That's slightly helpful, but I'm confused when I look at this list. I don't know any of it works. that's my own fault though. I'm doing some more research on all of that when I have a chance. I have until 12/31 at 11:59 to enroll.
What you do not want is a 70%/30% or 80%/20% plan or worse. You want a 100% plan.
You then set the deductible as high as you are comfortable with comparing your monthly premium and your savings to handle the deductible.
Now, I say that knowing that this is basically the most expensive plan of the monthly premiums you can look at.
So then you start to look at costs and risk of having those costs.
The question then is do you understand what 80/20 or 70/30 even mean?
The 20% or 30% is how much, AFTER you pay your deductible, of any procedure you will still have to pay.
You are a bit young for this example, but it is a common once men hit 45, a colonoscopy.
Weird Fake number: $12k
Plan cost: $1600Assuming you met your deductible already, you will still pay 20% of this, or $320. If you have not met your deductible, obviously, you will pay that entire amount of $1,600.

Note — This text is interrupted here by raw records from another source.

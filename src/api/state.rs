use std::sync::Arc;

use crate::config::Config;
use crate::observability::Metrics;
use crate::service::DownloadService;
use crate::worker::ProcessRunner;

#[derive(Clone)]
pub struct AppState {
    pub config: Arc<Config>,
    pub service: Arc<DownloadService>,
    pub metrics: Arc<Metrics>,
}

impl AppState {
    /// Starts the download service (and its worker pool) on top of `runner`
    pub fn new(config: Config, runner: Arc<dyn ProcessRunner>, metrics: Arc<Metrics>) -> Self {
        let service = DownloadService::start(&config, runner, metrics.clone());
        Self {
            config: Arc::new(config),
            service: Arc::new(service),
            metrics,
        }
    }
}
//! HTTP surface over [`crate::service::DownloadService`]

mod error;
pub mod models;
mod server;
pub mod services;
pub mod state;
pub(crate) mod utils;
mod validation;

pub use error::ApiError;
pub use server::{router, run};
use crate::ledger::Job;
use std::sync::atomic::{AtomicU64, Ordering};
use thiserror::Error;
use tokio::sync::mpsc;
use tracing::{debug, info, warn};

#[derive(Debug, Error)]
pub enum QueueError {
    #[error("Job queue is full ({capacity} jobs waiting)")]
    Full { capacity: usize },

    #[error("Job queue is closed")]
    Closed,
}

/// JobEnvelope wraps a queued job with its submission sequence number
#[derive(Clone, Debug)]
pub struct JobEnvelope {
    pub seq: u64,
    pub job: Job,
}

/// JobBroker hands accepted jobs to the worker pool
///
/// 1. The service registers a job, then calls `broker.enqueue(job)`
/// 2. The broker stamps a sequence number and pushes the envelope onto a
///    bounded FIFO channel
/// 3. The pool dispatcher (see [`crate::worker::spawn_pool`]) drains the
///    channel, running at most `max_concurrent_jobs` at a time
///
/// Enqueueing never waits: a full queue is reported back to the submitter.
pub struct JobBroker {
    sender: mpsc::Sender<JobEnvelope>,
    capacity: usize,
    next_seq: AtomicU64,
}

impl JobBroker {
    /// Returns the broker and the receiver the worker pool consumes
    pub fn new(capacity: usize) -> (Self, mpsc::Receiver<JobEnvelope>) {
        let capacity = capacity.max(1);
        info!(capacity, "Creating JobBroker");

        let (sender, receiver) = mpsc::channel(capacity);
        let broker = Self {
            sender,
            capacity,
            next_seq: AtomicU64::new(0),
        };
        (broker, receiver)
    }

    pub fn enqueue(&self, job: Job) -> Result<u64, QueueError> {
        let seq = self.next_seq.fetch_add(1, Ordering::Relaxed);
        let job_id = job.id.clone();

        match self.sender.try_send(JobEnvelope { seq, job }) {
            Ok(()) => {
                debug!(seq, job_id = %job_id, "Job queued");
                Ok(seq)
            }
            Err(mpsc::error::TrySendError::Full(_)) => {
                warn!(seq, job_id = %job_id, capacity = self.capacity, "Job queue full");
                Err(QueueError::Full {
                    capacity: self.capacity,
                })
            }
            Err(mpsc::error::TrySendError::Closed(_)) => {
                warn!(seq, job_id = %job_id, "Worker pool gone, job not delivered");
                Err(QueueError::Closed)
            }
        }
    }

    /// Jobs accepted but not yet picked up by the pool
    pub fn pending(&self) -> usize {
        self.capacity - self.sender.capacity()
    }

    /// True while the worker pool is still consuming
    pub fn health_check(&self) -> bool {
        !self.sender.is_closed()
    }
}
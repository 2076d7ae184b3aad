//! Download worker pool
//!
//! A single dispatcher drains the broker's queue in FIFO order and runs each
//! job on its own task, holding one of `max_concurrent_jobs` semaphore permits
//! for the lifetime of the job's external process.

pub mod process;
pub mod runner;

pub use process::{ProcessError, ProcessRunner, ProcessSpec, SystemRunner};
pub use runner::{JobError, JobRunner};

use std::sync::Arc;
use tokio::sync::{Semaphore, mpsc};
use tokio::task::JoinHandle;
use tracing::{debug, info};

use crate::queue::JobEnvelope;

/// Spawn the dispatcher. It stops once every broker handle is dropped.
pub fn spawn_pool(
    mut receiver: mpsc::Receiver<JobEnvelope>,
    max_concurrent_jobs: usize,
    runner: Arc<JobRunner>,
) -> JoinHandle<()> {
    let permits = Arc::new(Semaphore::new(max_concurrent_jobs.max(1)));
    info!(max_concurrent_jobs, "Starting worker pool");

    tokio::spawn(async move {
        while let Some(envelope) = receiver.recv().await {
            // Wait for a free slot before taking the next job, keeping FIFO order
            let Ok(permit) = permits.clone().acquire_owned().await else {
                break;
            };
            debug!(seq = envelope.seq, job_id = %envelope.job.id, "Dispatching job");

            let runner = runner.clone();
            tokio::spawn(async move {
                let _permit = permit;
                runner.run(envelope.job).await;
            });
        }
        info!("Job queue closed, worker pool stopping");
    })
}
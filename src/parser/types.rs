use serde::{Deserialize, Serialize};

/// Coarse phase of a fetch job as inferred from the downloader's output
#[derive(Debug, Clone, Copy, PartialEq, Eq, Serialize, Deserialize)]
#[serde(rename_all = "snake_case")]
pub enum Stage {
    Starting,
    Downloading,
    Merging,
    ExtractingAudio,
    WritingMetadata,
    Finalizing,
    Completed,
}

impl Stage {
    pub fn label(&self) -> &'static str {
        match self {
            Stage::Starting => "Starting",
            Stage::Downloading => "Downloading",
            Stage::Merging => "Merging",
            Stage::ExtractingAudio => "Extracting audio",
            Stage::WritingMetadata => "Writing metadata",
            Stage::Finalizing => "Finalizing",
            Stage::Completed => "Completed",
        }
    }
}

/// A percentage reading, optionally with the speed and ETA tokens of the
/// canonical `NN.N% of SIZE at SPEED ETA MM:SS` line.
#[derive(Debug, Clone, PartialEq, Eq)]
pub struct ProgressUpdate {
    pub percent: u8,
    pub stage: Stage,
    pub speed: Option<String>,
    pub eta: Option<String>,
}

impl ProgressUpdate {
    pub fn new(percent: u8, stage: Stage) -> Self {
        Self {
            percent,
            stage,
            speed: None,
            eta: None,
        }
    }
}

/// Structured reading extracted from a single output line
#[derive(Debug, Clone, PartialEq, Eq)]
pub enum ProgressEvent {
    Progress(ProgressUpdate),
    /// The line reports a failure rather than progress
    Failed { line: String },
}

impl ProgressEvent {
    pub fn percent(&self) -> Option<u8> {
        match self {
            ProgressEvent::Progress(update) => Some(update.percent),
            ProgressEvent::Failed { .. } => None,
        }
    }

    pub fn is_failure(&self) -> bool {
        matches!(self, ProgressEvent::Failed { .. })
    }
}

This is the kind of math and risk assessment you have to do when buying insurance in the United States.
Another example, my younger daughter crashed her bike and broke her wrist last year. It was a severe break and she had to have surgery. Those costs there were also more than $10k jsut for the one part of the treatment.
We paid $1k because she had not hit her deductible yet. Had she already had an event that hit her deductible, this would have been paid 100% by the plan, for $2050. If I had a plan that was 80/20, I would have had to pay $410 still./ Even though we had already made our deductible for the year.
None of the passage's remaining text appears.